Nestled close to the Chinese border, this immortalized Kingdom lends considerable age to the myths attached to it. Famous for, the longevity of its people, its `Hunza Water`, its fresh fruits, its atmosphere – for almost everything. Which of these rumours is true Hunza beckons you to find the answer yourself, and it is assured that though you face the road winding under the auspicious Rakaposhi with trepidation, you will return firmly convinced and believing in the majestic wonder that is Hunza.
Though remained important throughout known history for its strategic location, Hunza was first introduced in Europe in modern times, by British officers who traveled in the region in the 19th century. Inspired by the splendour of nature, these missions gave graphic accounts of Hunza in their travelogues and other publications and coined phrases like Shangri-La and the most spectacular mountain valley on the earth. Erec Shipton called Hunza the ultimate manifestation of mountain grandeur.

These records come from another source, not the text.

// SPDX-FileCopyrightText: 2025 ksync contributors
// SPDX-License-Identifier: GPL-3.0-or-later

use std::sync::Arc;

use ksync_common::ThreadId;
use parking_lot::Condvar;

use crate::objects::ObjectId;
use crate::timer::TimerId;

/// Thread states.
#[derive(Debug, Clone, Copy, PartialEq, Eq)]
pub enum ThreadState {
    /// Thread is created but not yet started.
    Initialized,
    /// Thread's wait has ended; it resumes once it is not suspended.
    Ready,
    /// Thread is executing.
    Running,
    /// Thread is blocked in a wait.
    Waiting,
    /// Thread has exited.
    Terminated,
}

/// Multi-object wait discriminator.
#[derive(Debug, Clone, Copy, PartialEq, Eq)]
pub enum WaitMode {
    /// Wake once every object has been acquired.
    All,
    /// Wake on the first object that signals.
    Any,
}

/// How a wait ended, as recorded by whoever woke the thread.
#[derive(Debug, Clone, Copy, PartialEq, Eq)]
pub enum WaitOutcome {
    Satisfied(usize),
    TimedOut,
    Destroyed,
}

/// One thread-to-object link for the duration of a wait.
#[derive(Debug, Clone)]
pub struct WaitBlock {
    pub object: ObjectId,
    /// Position of the object in the caller's list.
    pub key: usize,
    /// Still present in the object's waiter list.
    pub linked: bool,
    /// Object already acquired (ALL waits).
    pub satisfied: bool,
}

/// The wait blocks of one wait call plus its private timeout timer.
#[derive(Debug, Clone)]
pub struct WaitSet {
    pub mode: WaitMode,
    pub blocks: Vec<WaitBlock>,
    pub timer: Option<TimerId>,
}

impl WaitSet {
    pub fn all_satisfied(&self) -> bool {
        self.blocks.iter().all(|b| b.satisfied)
    }
}

/// Kernel thread as seen by the object core.
pub struct KThread {
    pub id: ThreadId,
    pub name: String,
    pub state: ThreadState,
    /// Independent of the wait state: a suspended thread whose wait ended
    /// stays parked until the count returns to zero.
    pub suspend_count: u32,
    /// The thread's own waitable object.
    pub object: ObjectId,
    /// Outstanding wait, present only while `Waiting`.
    pub wait: Option<WaitSet>,
    pub wait_result: Option<WaitOutcome>,
    pub exit_code: Option<i32>,
    /// Thread-local storage values, indexed by TLS slot.
    pub tls: Vec<usize>,
    /// Parks the host thread driving this kernel thread.
    pub parker: Arc<Condvar>,
}

impl KThread {
    pub fn new(id: ThreadId, name: String, object: ObjectId, tls_slots: usize) -> Self {
        Self {
            id,
            name,
            state: ThreadState::Initialized,
            suspend_count: 0,
            object,
            wait: None,
            wait_result: None,
            exit_code: None,
            tls: vec![0; tls_slots],
            parker: Arc::new(Condvar::new()),
        }
    }

    pub fn start(&mut self) {
        self.state = ThreadState::Running;
    }

    /// Enter the waiting state with the given wait set.
    pub fn begin_wait(&mut self, set: WaitSet) {
        self.state = ThreadState::Waiting;
        self.wait = Some(set);
        self.wait_result = None;
    }

    /// End the wait with `outcome` and mark the thread ready.
    pub fn wake(&mut self, outcome: WaitOutcome) -> Option<WaitSet> {
        self.state = ThreadState::Ready;
        self.wait_result = Some(outcome);
        self.wait.take()
    }

    /// Whether the parked host thread may continue.
    pub fn may_resume(&self) -> bool {
        self.state != ThreadState::Waiting && self.suspend_count == 0
    }

    pub fn is_waiting(&self) -> bool {
        self.state == ThreadState::Waiting
    }

    pub fn is_terminated(&self) -> bool {
        self.state == ThreadState::Terminated
    }
}

impl std::fmt::Debug for KThread {
    fn fmt(&self, f: &mut std::fmt::Formatter<'_>) -> std::fmt::Result {
        f.debug_struct("KThread")
            .field("id", &self.id)
            .field("name", &self.name)
            .field("state", &self.state)
            .field("suspend_count", &self.suspend_count)
            .field("wait", &self.wait)
            .finish_non_exhaustive()
    }
}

Today Hunza is a sub division of Gilgit District with 48000 population. It neighbours Chinese Xinjiang Region and Afghanistan’s Wakhan Corridor in the north and runs along the
Hunza River originating from Khunjerab, Kilik, Mintika and Shimshal passes. The hospitable and friendly people of Hunza speak three different languages. The aboriginal Burushaski, spoken in central Hunza, is the main language while in lower Hunza, language spoken is Shina and Wakhi, an archaic Iranian language in upper Hunza or Gojal which is also spoken in parts of Xinjiang, Wakhan and Tajikistan. The legendary toughness and vegetarian diet of Hunzukuts, has perhaps contributed to the myth of their longevity.
Hunza was an independent state until 1891 when British colonized it. However it remained autonomous in its internal affairs until 1974 when this mountain princely state was abolished and merged with administration of Northern Areas. Spectacular Ganish,Altit and Baltit forts that stand guard depict its centuries old history. Baltit For has been recently opened to visitors after renovation with a collection of local antiques and artifacts displayed in its museum. Baltit renamed as Karimabad, is the capital of former state with commanding views of entire central Hunza. Its terraced fields lining poplar trees, apricot and apple orchards and irrigation channels along with awe-inspiring views of Rakaposhi, Diran, Golden, Ultar Peaks, present the most magnificent combination of natural and men made beauty.
The perpetual glacier of Rakaposhi on the opposite side gives a majestic appearance and adds thrill of delight that belongs to Hunza. Once in Hunza you can explore the beauty of nature and mythical legends of Hunzokuts walking in the village and trekking to some of its spectacular meadows and glaciers.